Y, sin embargo, un lunes recibí la noticia: Diego había renunciado y se había ido, según me contó el gerente del local, a vivir a la Patagonia. Había dejado todo, lo mucho o poco que tenía. Mandó el telegrama, agarró su moto, cargó lo que pudo de ropa y se fue al sur. Naiara no sabía nada. De eso sí puedo estar segura porque me preguntó por él: eran las diez de la mañana y todavía no había llegado. Se lo dije tratando de disimular la culpa de darle la noticia, y su cara no pudo haber sido actuada. El gesto desencajado, la mirada vencida, la boca apenas abierta como para decir algo y sin poder salir del silencio. Y a partir de ahí, se volvió opaca. Pasó de ser la chica hiperactiva, hacendosa, una maquinita de la eficacia, a ser una sombra, apenas una cumplidora de lo básico. Sonreía, por supuesto, pero se le notaba el esfuerzo que le demandaba. No era la sonrisa sincera, la sonrisa del alma que le salía unos días atrás. Para colmo, una semana después, llegó otra novedad y fue la peor de todas. Diego se había matado en un accidente sobre la ruta 40. No conozco los detalles ni los quiero conocer. Me basta con saber que sufrió una tragedia.
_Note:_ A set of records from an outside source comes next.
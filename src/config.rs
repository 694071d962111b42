//! Configuration loading from TOML with environment variable resolution.
//!
//! Reads `config.toml` and deserializes into strongly-typed structs.
//! The wallet seed is referenced by env-var name in the config and
//! resolved at startup into a [`SecretString`] so it never reaches a log line.

use anyhow::{Context, Result};
use rust_decimal::Decimal;
use secrecy::SecretString;
use serde::Deserialize;
use std::fs;
use std::time::Duration;

use crate::types::{xrp_to_drops, SniperError};

/// Top-level application configuration.
#[derive(Debug, Deserialize, Clone)]
pub struct AppConfig {
    pub agent: AgentConfig,
    pub ledger: LedgerConfig,
    pub acquisition: AcquisitionConfig,
}

#[derive(Debug, Deserialize, Clone)]
pub struct AgentConfig {
    pub name: String,
    pub scan_interval_secs: u64,
    /// Build and log payments without signing or submitting them.
    #[serde(default)]
    pub dry_run: bool,
    /// Permits shared by every candidate pipeline, across overlapping cycles.
    #[serde(default = "default_max_concurrent")]
    pub max_concurrent_evaluations: usize,
    /// Skip a tick while the previous cycle is still running.
    #[serde(default)]
    pub single_flight: bool,
}

#[derive(Debug, Deserialize, Clone)]
pub struct LedgerConfig {
    /// JSON-RPC endpoint of a rippled node.
    pub endpoint: String,
    /// Name of the environment variable holding the wallet seed.
    pub seed_env: String,
    #[serde(default = "default_request_timeout")]
    pub request_timeout_secs: u64,
    /// Page size for the `ledger_data` scan.
    #[serde(default = "default_scan_limit")]
    pub scan_limit: u32,
    #[serde(default = "default_poll_interval")]
    pub submit_poll_interval_ms: u64,
    /// Highest network fee, in drops, autofill will accept.
    #[serde(default = "default_max_fee_drops")]
    pub max_fee_drops: u64,
}

#[derive(Debug, Deserialize, Clone)]
pub struct AcquisitionConfig {
    /// Fixed spend per acquisition, in XRP.
    pub fee_xrp: Decimal,
    /// Tokens whose estimated cap reaches this value are skipped.
    pub market_cap_threshold: Decimal,
}

fn default_max_concurrent() -> usize {
    16
}

fn default_request_timeout() -> u64 {
    30
}

fn default_scan_limit() -> u32 {
    200
}

fn default_poll_interval() -> u64 {
    1000
}

fn default_max_fee_drops() -> u64 {
    2_000_000
}

impl AppConfig {
    /// Load configuration from a TOML file and validate it.
    pub fn load(path: &str) -> Result<Self> {
        let contents = fs::read_to_string(path)
            .with_context(|| format!("Failed to read config file: {path}"))?;
        let config = Self::from_toml(&contents)
            .with_context(|| format!("Failed to parse config file: {path}"))?;
        Ok(config)
    }

    /// Parse and validate configuration from a TOML string.
    pub fn from_toml(contents: &str) -> Result<Self> {
        let config: AppConfig = toml::from_str(contents)?;
        config.validate()?;
        Ok(config)
    }

    /// Reject values the scheduler or executor cannot run with.
    pub fn validate(&self) -> std::result::Result<(), SniperError> {
        if self.agent.scan_interval_secs == 0 {
            return Err(SniperError::Config("agent.scan_interval_secs must be > 0".into()));
        }
        if self.agent.max_concurrent_evaluations == 0 {
            return Err(SniperError::Config(
                "agent.max_concurrent_evaluations must be > 0".into(),
            ));
        }
        if self.ledger.max_fee_drops == 0 {
            return Err(SniperError::Config("ledger.max_fee_drops must be > 0".into()));
        }
        if self.acquisition.fee_xrp <= Decimal::ZERO {
            return Err(SniperError::Config("acquisition.fee_xrp must be positive".into()));
        }
        xrp_to_drops(self.acquisition.fee_xrp).map_err(|_| {
            SniperError::Config(format!(
                "acquisition.fee_xrp {} is not a whole number of drops",
                self.acquisition.fee_xrp
            ))
        })?;
        if self.acquisition.market_cap_threshold <= Decimal::ZERO {
            return Err(SniperError::Config(
                "acquisition.market_cap_threshold must be positive".into(),
            ));
        }
        Ok(())
    }

    pub fn scan_interval(&self) -> Duration {
        Duration::from_secs(self.agent.scan_interval_secs)
    }

    /// Resolve an environment variable name to a secret value.
    pub fn resolve_secret(env_name: &str) -> Result<SecretString> {
        let value = std::env::var(env_name)
            .with_context(|| format!("Environment variable not set: {env_name}"))?;
        Ok(SecretString::new(value))
    }
}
Naiara se descompuso. Obviamente, no caía; pero cuando comenzó a procesar la información, lloró hasta vomitar, hasta deshacerse como el azúcar en agua hirviendo. La tristeza se convirtió en depresión y estuvo unos meses sin ir a trabajar. La contención médica dio resultado y volvió entera, con sus ojos almendrados brillando de nuevo, encandilando al que la mirara de frente.

Una semana después, se volvió a descomponer. Le bajó la presión, se desmayó y terminó en la guardia del hospital. No era nada, dijeron los médicos. Lipotimia como producto de un cuadro de hipotensión, aseguraron. Pero Naiara no salió. Falleció ahí mismo, durante la noche.

No supieron explicarnos bien qué pasó. Paro cardíaco, creo que usaron de excusa. Y estoy segura de que fue una excusa, porque no tenían ni idea. No conocían la historia previa, todo lo que habían pasado Diego y Naiara, todo el amor que se tenían y que se les desbordaba por más que lucharan para contenerlo, todo lo que tuvieron que combatir para quedarse, al final, con las manos vacías.

Yo sé que se tenían miedo. Y también sé que Diego no se mató en ese accidente y que Naiara no falleció por una falla cardíaca. No. Estoy segura de que Naiara se murió de tristeza. Y Diego… Diego se murió de amor.